At the moment I didn’t have any culling, since I wanted to check if procedural foliage is using the same grid as for static meshes.

For now max culling: Trees have 15k, grass 7k and bushes 8k.

Procedural foliage can be culled from being drawn on GPU, but the instances locations still need to be processed by CPU and present in the memory. The instance locations for procedural foliage are still pre-determined and saved, rather than dynamically created. So if you populate 8km^2 area with procedural foliage, all those instance locations will be precalculated and serialized, leading to extreme memory and performance impact.

What you are looking for here is probably something along the lines of the grass tool. The grass tool, unlike procedural foliage, spawns the instances dynamically around the camera, and actually despawns them as camera leaves the previous area, instead of just stopping them from being drawn on the GPU.

The problem with the grass tool is that it only works on landscape surfaces, not static mesh surfaces. And also, it works well for grass, but it doesn’t work that great for some more complex instance distributions.

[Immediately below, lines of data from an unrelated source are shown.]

use itertools::izip;

use crate::kernel::Draw;

/// Running per-coordinate moments and acceptance rate of a chain.
///
/// Uses Welford updates, so long chains do not lose precision.
#[derive(Debug, Clone)]
pub struct ChainSummary {
    mean: Box<[f64]>,
    sum_sq: Box<[f64]>,
    count: u64,
    accepted: u64,
}

impl ChainSummary {
    pub fn new(dim: usize) -> Self {
        ChainSummary {
            mean: vec![0f64; dim].into(),
            sum_sq: vec![0f64; dim].into(),
            count: 0,
            accepted: 0,
        }
    }

    pub fn add_draw(&mut self, draw: &Draw) {
        self.add_sample(&draw.theta);
        if draw.accepted {
            self.accepted += 1;
        }
    }

    /// Add a position without an accept decision.
    ///
    /// Such samples count as rejected in `acceptance_rate`.
    pub fn add_sample(&mut self, value: &[f64]) {
        assert!(value.len() == self.mean.len());
        self.count += 1;
        let weight = (self.count as f64).recip();
        for (mean, sum_sq, &x) in izip!(self.mean.iter_mut(), self.sum_sq.iter_mut(), value) {
            let delta = x - *mean;
            *mean += weight * delta;
            *sum_sq += delta * (x - *mean);
        }
    }

    pub fn count(&self) -> u64 {
        self.count
    }

    pub fn acceptance_rate(&self) -> f64 {
        self.accepted as f64 / self.count as f64
    }

    pub fn mean(&self) -> &[f64] {
        &self.mean
    }

    /// The sample variance of every coordinate, with `n - 1` in the
    /// denominator. `NaN` with fewer than two draws.
    pub fn variance(&self) -> Vec<f64> {
        let denom = self.count as f64 - 1.;
        if denom < 1. {
            return vec![f64::NAN; self.mean.len()];
        }
        self.sum_sq.iter().map(|s| s / denom).collect()
    }
}

/// Monte Carlo standard error of the mean of an autocorrelated series.
///
/// The series is cut into `num_batches` consecutive batches of equal
/// length (a remainder at the end is dropped) and the spread of the batch
/// means is used as an estimate of the error. Batches must be much longer
/// than the autocorrelation time of the series.
pub fn batch_means_mcse(values: &[f64], num_batches: usize) -> f64 {
    assert!(num_batches >= 2);
    let batch_len = values.len() / num_batches;
    assert!(batch_len >= 1, "fewer values than batches");

    let means: Vec<f64> = values
        .chunks_exact(batch_len)
        .take(num_batches)
        .map(|batch| batch.iter().sum::<f64>() / batch_len as f64)
        .collect();
    let total = means.iter().sum::<f64>() / num_batches as f64;
    let var = means.iter().map(|m| (m - total) * (m - total)).sum::<f64>()
        / (num_batches - 1) as f64;
    (var / num_batches as f64).sqrt()
}

#[cfg(test)]
mod tests {
    use super::*;

    use approx::assert_abs_diff_eq;
    use pretty_assertions::assert_eq;
    use proptest::prelude::*;

    proptest! {
        #[test]
        fn welford_matches_two_pass(values in prop::collection::vec(-100f64..100f64, 2..50)) {
            let mut summary = ChainSummary::new(1);
            for &x in values.iter() {
                summary.add_sample(&[x]);
            }
            let n = values.len() as f64;
            let mean = values.iter().sum::<f64>() / n;
            let var = values.iter().map(|x| (x - mean) * (x - mean)).sum::<f64>() / (n - 1.);
            prop_assert!((summary.mean()[0] - mean).abs() < 1e-9);
            prop_assert!((summary.variance()[0] - var).abs() < 1e-7 * var.max(1.));
        }
    }

    #[test]
    fn acceptance_rate() {
        let mut summary = ChainSummary::new(2);
        for i in 0..4 {
            summary.add_draw(&Draw {
                theta: vec![i as f64, 0.].into(),
                log_density: 0.,
                accepted: i % 2 == 0,
            });
        }
        assert_eq!(summary.count(), 4);
        assert_eq!(summary.acceptance_rate(), 0.5);
        assert_abs_diff_eq!(summary.mean()[0], 1.5, epsilon = 1e-12);
        assert_eq!(summary.mean()[1], 0.);
        assert_abs_diff_eq!(summary.variance()[0], 5. / 3., epsilon = 1e-12);
    }

    #[test]
    fn variance_needs_two_draws() {
        let mut summary = ChainSummary::new(1);
        summary.add_sample(&[1.]);
        assert!(summary.variance()[0].is_nan());
    }

    #[test]
    fn batch_means() {
        // Batch means 1, 2, 3, 4: sd of means is sqrt(5 / 3)
        let values = [1., 1., 2., 2., 3., 3., 4., 4., 100.];
        let mcse = batch_means_mcse(&values, 4);
        assert_abs_diff_eq!(mcse, (5f64 / 3. / 4.).sqrt(), epsilon = 1e-12);

        let constant = vec![2.; 100];
        assert_eq!(batch_means_mcse(&constant, 10), 0.);
    }
}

Okay, so that’s why everyone is recommending using grass on landscape material instead of procedural foliage?

Yes, that’s probably a big part of it. But also that the procedural foliage tool is just really painful to use. It uses really overcomplicated set of really confusing parameters which are very difficult to art direct.

It was bad to the point where I wrote my own plugin to replace that tool Simple Scatter in Code Plugins - UE Marketplace

But just to warn you, my plugin is also not well suited for too large landscapes for the same reason procedural foliage tool is not. So for your 8 square km landscape, grass tool is still your best bet.

Thanks for the tips!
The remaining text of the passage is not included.